((

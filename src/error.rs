use std::path::PathBuf;
use thiserror::Error;

/// Main error type for deepsearch
#[derive(Error, Debug)]
pub enum DeepSearchError {
    /// Missing or invalid credential fields
    #[error("Auth configuration error: {0}")]
    AuthConfig(String),

    /// A single passage search failed (network, timeout, non-2xx, malformed body)
    #[error("Search request failed (status: {status:?}): {body}")]
    SearchRequest { status: Option<u16>, body: String },

    /// Every sub-query search failed
    #[error("All {attempted} sub-query searches failed")]
    AllSearchesFailed { attempted: usize },

    /// Rerank call failed or returned a non-zero status code
    #[error("Rerank request failed (status: {status:?}): {message}")]
    RerankRequest { status: Option<u16>, message: String },

    /// Rerank service returned a different number of scores than passages sent
    #[error("Rerank returned {actual} scores for {expected} passages")]
    RerankMismatch { expected: usize, actual: usize },

    /// Sequence generation produced no usable output
    #[error("Generation error: {0}")]
    Generation(String),

    /// Caller-supplied arguments out of range
    #[error("Invalid input: {0}")]
    InvalidInput(String),

    /// Configuration related errors
    #[error("Configuration error: {0}")]
    Config(String),

    /// Configuration validation errors
    #[error("Configuration validation failed: {errors:?}")]
    ConfigValidation { errors: Vec<ValidationError> },

    /// Configuration file not found
    #[error("Configuration file not found: {path}")]
    ConfigNotFound { path: PathBuf },

    /// Invalid configuration value
    #[error("Invalid configuration value at {path}: {message}")]
    InvalidConfigValue { path: String, message: String },

    /// IO errors
    #[error("IO error: {context}: {source}")]
    Io {
        source: std::io::Error,
        context: String,
    },

    /// TOML deserialization errors
    #[error("TOML error: {0}")]
    Toml(#[from] toml::de::Error),

    /// TOML serialization errors
    #[error("TOML serialization error: {0}")]
    TomlSerialization(#[from] toml::ser::Error),

    /// JSON errors
    #[error("JSON error: {context}: {source}")]
    Json {
        source: serde_json::Error,
        context: String,
    },

    /// HTTP transport errors
    #[error("HTTP error: {0}")]
    Http(#[from] reqwest::Error),

    /// Generic errors
    #[error(transparent)]
    Other(#[from] anyhow::Error),
}

impl DeepSearchError {
    /// Whether the orchestrator may drop this failure for a single sub-query
    pub fn is_recoverable(&self) -> bool {
        matches!(
            self,
            DeepSearchError::SearchRequest { .. }
                | DeepSearchError::Http(_)
                | DeepSearchError::Generation(_)
        )
    }
}

/// Configuration validation error
#[derive(Debug, Clone)]
pub struct ValidationError {
    /// Path to the configuration key that failed validation
    pub path: String,
    /// Error message describing the validation failure
    pub message: String,
}

impl ValidationError {
    pub fn new(path: impl Into<String>, message: impl Into<String>) -> Self {
        Self {
            path: path.into(),
            message: message.into(),
        }
    }
}

/// Result type for deepsearch operations
pub type Result<T> = std::result::Result<T, DeepSearchError>;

))

Exercise directions:
Having read the records above, print them out again exactly.

Result of this exercise:
filename src/error.rs
use std::path::PathBuf;
use thiserror::Error;

/// Main error type for deepsearch
#[derive(Error, Debug)]
pub enum DeepSearchError {
    /// Missing or invalid credential fields
    #[error("Auth configuration error: {0}")]
    AuthConfig(String),

    /// A single passage search failed (network, timeout, non-2xx, malformed body)
    #[error("Search request failed (status: {status:?}): {body}")]
    SearchRequest { status: Option<u16>, body: String },

    /// Every sub-query search failed
    #[error("All {attempted} sub-query searches failed")]
    AllSearchesFailed { attempted: usize },

    /// Rerank call failed or returned a non-zero status code
    #[error("Rerank request failed (status: {status:?}): {message}")]
    RerankRequest { status: Option<u16>, message: String },

    /// Rerank service returned a different number of scores than passages sent
    #[error("Rerank returned {actual} scores for {expected} passages")]
    RerankMismatch { expected: usize, actual: usize },

    /// Sequence generation produced no usable output
    #[error("Generation error: {0}")]
    Generation(String),

    /// Caller-supplied arguments out of range
    #[error("Invalid input: {0}")]
    InvalidInput(String),

    /// Configuration related errors
    #[error("Configuration error: {0}")]
    Config(String),

    /// Configuration validation errors
    #[error("Configuration validation failed: {errors:?}")]
    ConfigValidation { errors: Vec<ValidationError> },

    /// Configuration file not found
    #[error("Configuration file not found: {path}")]
    ConfigNotFound { path: PathBuf },

    /// Invalid configuration value
    #[error("Invalid configuration value at {path}: {message}")]
    InvalidConfigValue { path: String, message: String },

    /// IO errors
    #[error("IO error: {context}: {source}")]
    Io {
        source: std::io::Error,
        context: String,
    },

    /// TOML deserialization errors
    #[error("TOML error: {0}")]
    Toml(#[from] toml::de::Error),

    /// TOML serialization errors
    #[error("TOML serialization error: {0}")]
    TomlSerialization(#[from] toml::ser::Error),

    /// JSON errors
    #[error("JSON error: {context}: {source}")]
    Json {
        source: serde_json::Error,
        context: String,
    },

    /// HTTP transport errors
    #[error("HTTP error: {0}")]
    Http(#[from] reqwest::Error),

    /// Generic errors
    #[error(transparent)]
    Other(#[from] anyhow::Error),
}

impl DeepSearchError {
    /// Whether the orchestrator may drop this failure for a single sub-query
    pub fn is_recoverable(&self) -> bool {
        matches!(
            self,
            DeepSearchError::SearchRequest { .. }
                | DeepSearchError::Http(_)
                | DeepSearchError::Generation(_)
        )
    }
}

/// Configuration validation error
#[derive(Debug, Clone)]
pub struct ValidationError {
    /// Path to the configuration key that failed validation
    pub path: String,
    /// Error message describing the validation failure
    pub message: String,
}

impl ValidationError {
    pub fn new(path: impl Into<String>, message: impl Into<String>) -> Self {
        Self {
            path: path.into(),
            message: message.into(),
        }
    }
}

/// Result type for deepsearch operations
pub type Result<T> = std::result::Result<T, DeepSearchError>;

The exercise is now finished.